Es, junto a la silueta de la Parroquial Mayor y el Teatro Principal, la imagen que identifica a Sancti Spíritus en el mundo. Bajo sus arcos de ladrillo y mampuesto corre, diáfano y apacible, el Yayabo, un curso de aguas aparentemente inofensivas. “Es demasiado puente para tan poco río”, han opinado algunos; pero basta que llegue un temporal como Dios manda para que el río diga “aquí estoy yo” y amenace con sobrepasar los muros macizos del viaducto.
Levantado al suroeste del actual centro histórico urbano, en el antiguo Paso de las Carretas, el puente es mucho más que una vía de comunicación entre la ciudad y el barrio de Colón: es el símbolo patrimonial por excelencia de la cuarta villa y el único exponente de su tipo que se conserva en Cuba.
A 195 años de su terminación, sigue en pie con la firmeza del ladrillo, la cal y la arena —la tradición oral le atribuye a su mortero la leche de burra—, aunque hoy está asediado por plantas acuáticas que ameritan atención urgente.
Los archivos dan fe del desvelo de los espirituanos desde mucho antes de colocar la primera piedra.
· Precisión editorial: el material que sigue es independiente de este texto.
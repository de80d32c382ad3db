//! Aligned price panel: N tickers × T days on a common date axis.
//!
//! Alignment intersects dates over the indicator tickers (every condition
//! must be evaluable at every bar), reindexes all six fields onto that axis,
//! forward- then backward-fills gaps, and trims leading rows until every
//! ticker has a finite close. Panels are immutable after construction and
//! shared read-only across sweep variants.

use chrono::NaiveDate;
use std::collections::{BTreeSet, HashMap};
use std::sync::Arc;
use thiserror::Error;

use crate::domain::{normalize_symbol, Bar};
use crate::indicators::SeriesView;

use super::store::{BarStore, StoreError};

/// Minimum aligned length for a usable panel.
pub const MIN_PANEL_BARS: usize = 3;

/// Errors from panel construction.
#[derive(Debug, Error)]
pub enum PanelError {
    #[error("insufficient data: {bars} aligned bars, need at least {MIN_PANEL_BARS}")]
    InsufficientData { bars: usize },
    #[error(transparent)]
    Store(#[from] StoreError),
}

/// Six dense arrays for one ticker, all the same length as the panel's dates.
#[derive(Debug, Clone)]
pub struct TickerColumns {
    pub open: Vec<f64>,
    pub high: Vec<f64>,
    pub low: Vec<f64>,
    pub close: Vec<f64>,
    pub adj_close: Vec<f64>,
    pub volume: Vec<f64>,
}

impl TickerColumns {
    fn with_len(len: usize) -> Self {
        Self {
            open: vec![f64::NAN; len],
            high: vec![f64::NAN; len],
            low: vec![f64::NAN; len],
            close: vec![f64::NAN; len],
            adj_close: vec![f64::NAN; len],
            volume: vec![f64::NAN; len],
        }
    }

    fn fields_mut(&mut self) -> [&mut Vec<f64>; 6] {
        [
            &mut self.open,
            &mut self.high,
            &mut self.low,
            &mut self.close,
            &mut self.adj_close,
            &mut self.volume,
        ]
    }

    fn trim_front(&mut self, k: usize) {
        for field in self.fields_mut() {
            field.drain(..k);
        }
    }
}

/// The aligned panel.
#[derive(Debug, Clone)]
pub struct PricePanel {
    pub dates: Vec<NaiveDate>,
    columns: HashMap<String, TickerColumns>,
}

impl PricePanel {
    pub fn len(&self) -> usize {
        self.dates.len()
    }

    pub fn is_empty(&self) -> bool {
        self.dates.is_empty()
    }

    pub fn contains(&self, ticker: &str) -> bool {
        self.columns.contains_key(ticker)
    }

    pub fn tickers(&self) -> impl Iterator<Item = &str> {
        self.columns.keys().map(|k| k.as_str())
    }

    pub fn columns(&self, ticker: &str) -> Option<&TickerColumns> {
        self.columns.get(ticker)
    }

    pub fn close(&self, ticker: &str) -> Option<&[f64]> {
        self.columns.get(ticker).map(|c| c.close.as_slice())
    }

    /// Borrow one ticker's arrays as an indicator input.
    pub fn series(&self, ticker: &str) -> Option<SeriesView<'_>> {
        self.columns.get(ticker).map(|c| SeriesView {
            open: &c.open,
            high: &c.high,
            low: &c.low,
            close: &c.close,
            adj_close: &c.adj_close,
            volume: &c.volume,
        })
    }

    /// Dates as unix seconds (midnight UTC), the equity-curve timestamp
    /// convention.
    pub fn unix_seconds(&self) -> Vec<i64> {
        self.dates
            .iter()
            .map(|d| {
                d.and_hms_opt(0, 0, 0)
                    .expect("midnight always exists")
                    .and_utc()
                    .timestamp()
            })
            .collect()
    }
}

/// Forward-fill NaN gaps in place from the last finite value.
pub fn forward_fill(values: &mut [f64]) {
    let mut last = f64::NAN;
    for v in values.iter_mut() {
        if v.is_finite() {
            last = *v;
        } else if last.is_finite() {
            *v = last;
        }
    }
}

/// Backward-fill leading NaNs in place from the next finite value.
pub fn backward_fill(values: &mut [f64]) {
    let mut next = f64::NAN;
    for v in values.iter_mut().rev() {
        if v.is_finite() {
            next = *v;
        } else if next.is_finite() {
            *v = next;
        }
    }
}

/// Build an aligned panel for `price_tickers` ∪ `indicator_tickers`.
///
/// The date axis is the intersection over indicator tickers that loaded
/// (falling back to all loaded tickers when none did). Tickers with empty
/// series are silently dropped — `UnknownTicker` is the caller's concern,
/// not the builder's.
pub fn build_panel(
    store: &dyn BarStore,
    price_tickers: &[String],
    indicator_tickers: &[String],
) -> Result<Arc<PricePanel>, PanelError> {
    // Load every ticker once, normalized and deduplicated.
    let mut requested: Vec<String> = price_tickers
        .iter()
        .chain(indicator_tickers)
        .map(|t| normalize_symbol(t))
        .collect();
    requested.sort();
    requested.dedup();

    let mut loaded: HashMap<String, Arc<Vec<Bar>>> = HashMap::new();
    for ticker in &requested {
        let series = store.get(ticker)?;
        if !series.is_empty() {
            loaded.insert(ticker.clone(), series);
        }
    }
    if loaded.is_empty() {
        return Err(PanelError::InsufficientData { bars: 0 });
    }

    // Date intersection over the indicator tickers that actually loaded.
    let normalized_indicator: BTreeSet<String> = indicator_tickers
        .iter()
        .map(|t| normalize_symbol(t))
        .collect();
    let mut intersection_over: Vec<&str> = loaded
        .keys()
        .filter(|k| normalized_indicator.contains(*k))
        .map(|k| k.as_str())
        .collect();
    if intersection_over.is_empty() {
        intersection_over = loaded.keys().map(|k| k.as_str()).collect();
    }

    let mut common: Option<BTreeSet<NaiveDate>> = None;
    for ticker in &intersection_over {
        let dates: BTreeSet<NaiveDate> = loaded[*ticker].iter().map(|b| b.date).collect();
        common = Some(match common {
            None => dates,
            Some(prev) => prev.intersection(&dates).copied().collect(),
        });
    }
    let dates: Vec<NaiveDate> = common.unwrap_or_default().into_iter().collect();
    if dates.len() < MIN_PANEL_BARS {
        return Err(PanelError::InsufficientData { bars: dates.len() });
    }

    // Reindex each ticker onto the common axis, then fill.
    let index: HashMap<NaiveDate, usize> =
        dates.iter().enumerate().map(|(i, d)| (*d, i)).collect();

    let mut columns: HashMap<String, TickerColumns> = HashMap::new();
    for (ticker, bars) in &loaded {
        let mut cols = TickerColumns::with_len(dates.len());
        for bar in bars.iter() {
            if let Some(&i) = index.get(&bar.date) {
                cols.open[i] = bar.open;
                cols.high[i] = bar.high;
                cols.low[i] = bar.low;
                cols.close[i] = bar.close;
                cols.adj_close[i] = bar.adj_close;
                cols.volume[i] = bar.volume as f64;
            }
        }
        for field in cols.fields_mut() {
            forward_fill(field);
            backward_fill(field);
        }
        columns.insert(ticker.clone(), cols);
    }

    // Trim leading rows until every ticker has a finite close.
    let first_valid = (0..dates.len())
        .find(|&i| columns.values().all(|c| c.close[i].is_finite()));
    let Some(k) = first_valid else {
        return Err(PanelError::InsufficientData { bars: 0 });
    };
    let remaining = dates.len() - k;
    if remaining < MIN_PANEL_BARS {
        return Err(PanelError::InsufficientData { bars: remaining });
    }

    let dates = dates[k..].to_vec();
    if k > 0 {
        for cols in columns.values_mut() {
            cols.trim_front(k);
        }
    }

    Ok(Arc::new(PricePanel { dates, columns }))
}

#[cfg(test)]
mod tests {
    use super::*;
    use crate::data::store::MemoryBarStore;
    use crate::synthetic::bars_from_closes;

    fn day(y: i32, m: u32, d: u32) -> NaiveDate {
        NaiveDate::from_ymd_opt(y, m, d).unwrap()
    }

    fn strings(tickers: &[&str]) -> Vec<String> {
        tickers.iter().map(|t| t.to_string()).collect()
    }

    #[test]
    fn aligns_on_intersection_of_indicator_tickers() {
        let start = day(2024, 1, 2);
        let store = MemoryBarStore::new()
            .with("SPY", bars_from_closes("SPY", start, &[100.0, 101.0, 102.0, 103.0, 104.0]))
            // QQQ starts one trading day later.
            .with(
                "QQQ",
                bars_from_closes("QQQ", day(2024, 1, 3), &[200.0, 202.0, 204.0, 206.0]),
            );

        let panel = build_panel(&store, &strings(&["SPY", "QQQ"]), &strings(&["SPY", "QQQ"]))
            .unwrap();
        // Intersection drops SPY's first day.
        assert_eq!(panel.len(), 4);
        assert_eq!(panel.close("SPY").unwrap()[0], 101.0);
        assert_eq!(panel.close("QQQ").unwrap()[0], 200.0);
    }

    #[test]
    fn unknown_tickers_silently_dropped() {
        let start = day(2024, 1, 2);
        let store = MemoryBarStore::new().with(
            "SPY",
            bars_from_closes("SPY", start, &[100.0, 101.0, 102.0, 103.0]),
        );

        let panel =
            build_panel(&store, &strings(&["SPY", "GHOST"]), &strings(&["SPY"])).unwrap();
        assert!(panel.contains("SPY"));
        assert!(!panel.contains("GHOST"));
    }

    #[test]
    fn too_few_overlapping_bars_is_an_error() {
        let start = day(2024, 1, 2);
        let store = MemoryBarStore::new()
            .with("SPY", bars_from_closes("SPY", start, &[100.0, 101.0]))
            .with("QQQ", bars_from_closes("QQQ", start, &[200.0, 202.0]));

        let err = build_panel(&store, &strings(&["SPY", "QQQ"]), &strings(&["SPY", "QQQ"]))
            .unwrap_err();
        assert!(matches!(err, PanelError::InsufficientData { bars: 2 }));
    }

    #[test]
    fn empty_store_is_an_error() {
        let store = MemoryBarStore::new();
        let err = build_panel(&store, &strings(&["SPY"]), &strings(&["SPY"])).unwrap_err();
        assert!(matches!(err, PanelError::InsufficientData { bars: 0 }));
    }

    #[test]
    fn non_indicator_ticker_gap_is_filled_not_intersected() {
        let start = day(2024, 1, 2);
        // BIL is only a position ticker; its missing middle day must be
        // forward-filled rather than shrinking the axis.
        let mut bil = bars_from_closes("BIL", start, &[91.0, 92.0, 93.0, 94.0, 95.0]);
        bil.remove(2);
        let store = MemoryBarStore::new()
            .with("SPY", bars_from_closes("SPY", start, &[100.0, 101.0, 102.0, 103.0, 104.0]))
            .with("BIL", bil);

        let panel =
            build_panel(&store, &strings(&["SPY", "BIL"]), &strings(&["SPY"])).unwrap();
        assert_eq!(panel.len(), 5);
        // Gap filled with the previous close.
        assert_eq!(panel.close("BIL").unwrap()[2], 92.0);
    }

    #[test]
    fn leading_gap_backfilled_then_no_nan_close() {
        let start = day(2024, 1, 2);
        // QQQ misses the first two panel days entirely.
        let qqq = bars_from_closes("QQQ", day(2024, 1, 4), &[200.0, 202.0, 204.0]);
        let store = MemoryBarStore::new()
            .with("SPY", bars_from_closes("SPY", start, &[100.0, 101.0, 102.0, 103.0, 104.0]))
            .with("QQQ", qqq);

        let panel =
            build_panel(&store, &strings(&["SPY", "QQQ"]), &strings(&["SPY"])).unwrap();
        for ticker in ["SPY", "QQQ"] {
            assert!(
                panel.close(ticker).unwrap().iter().all(|v| v.is_finite()),
                "NaN close survived for {ticker}"
            );
        }
    }

    #[test]
    fn fill_roundtrip_is_noop_on_clean_data() {
        let mut values = vec![1.0, 2.0, 3.0, 4.0];
        let original = values.clone();
        forward_fill(&mut values);
        backward_fill(&mut values);
        assert_eq!(values, original);
    }

    #[test]
    fn forward_then_backward_fill_order() {
        let mut values = vec![f64::NAN, 2.0, f64::NAN, 4.0, f64::NAN];
        forward_fill(&mut values);
        backward_fill(&mut values);
        // Interior/trailing gaps take the prior value; leading takes the next.
        assert_eq!(values, vec![2.0, 2.0, 2.0, 4.0, 4.0]);
    }

    #[test]
    fn unix_seconds_are_midnight_utc() {
        let start = day(2024, 1, 2);
        let store = MemoryBarStore::new().with(
            "SPY",
            bars_from_closes("SPY", start, &[100.0, 101.0, 102.0]),
        );
        let panel = build_panel(&store, &strings(&["SPY"]), &strings(&["SPY"])).unwrap();
        let ts = panel.unix_seconds();
        assert_eq!(ts.len(), 3);
        assert_eq!(ts[0] % 86_400, 0);
        assert!(ts.windows(2).all(|w| w[1] > w[0]));
    }
}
Desde 1660 los vecinos reclamaban la construcción de un viaducto que uniera las márgenes del Yayabo. El síndico Procurador General Don Vicente Valerino presentó la moción inicial, pero no fue hasta 1771 que se realizó el primer proyecto.
La construcción, sin embargo, no arrancó hasta 1817, y fue posible gracias al aporte popular, incluido el del obispo Juan José Díaz de Espada y Fernández de Landa en su segunda visita a la villa en 1819.


Bajo la dirección de los maestros albañiles Don Domingo Valverde y Don Blas Cabrera, se materializó un proyecto de cinco arcos con el central más peraltado, cuyas alturas disminuyen hacia las barrancas. Los materiales se contrataron a los tejares espirituanos y la mano de obra fundamental fue la de los presos del municipio. La obra se terminó en 1831, con un costo superior a los 30 000 pesos. Su altura supera los 9 metros y su largo alcanza los 85.
Durante casi dos siglos el icónico puente ha resistido crecidas, huracanes y los embates del desarrollo urbano, tres “antagonistas” a los que se suma desde hace algún tiempo la invasión de plantas parásitas en el cauce del río que amenaza con socavar las mismísimas bases del viaducto.
Una gruesa capa de la llamada malangueta —jacinto de agua, especie invasora y destructora de ecosistemas— cubre parte del río y forma una especie de isla donde proliferan no solo una vegetación abundante, sino también basura y desperdicios de toda clase.
Lo que comenzó como una queja vecinal se ha convertido en una isla de desechos que ni las lluvias intensas han logrado arrastrar: los residuos plásticos y orgánicos permanecen atrapados entre las plantas, justo en el área cercana al puente, una de las más transitadas de la ciudad.
Trabajadores de la Taberna Yayabo, situada en la ribera, y vecinos del área más afectada coinciden en señalar que desde 2014 no había tanta cantidad de desechos sólidos allí, al punto de cerrar el paso del agua y crear una especie de represa.
Ni el más reciente aniversario de la ciudad, celebrado en junio pasado, fue momento idóneo para que las instituciones se pusieran de acuerdo en las acciones de higienización y dragado del cauce. No pocos espirituanos se preguntan si habrá que rezar para que un milagro de la naturaleza —una crecida salvadora— resuelva lo que la acción humana ha postergado.

La historia de este puente se escribió con el aporte de todos: con la moción de un síndico, con la limosna de un obispo, con el sudor de presos y albañiles.
Hoy, 195 años después, las circunstancias exigen lo mismo: que la ciudad entera vuelva a mirar a su puente, no como un monumento de museo, sino como el símbolo vivo de “espirituanidad” que siempre ha sido.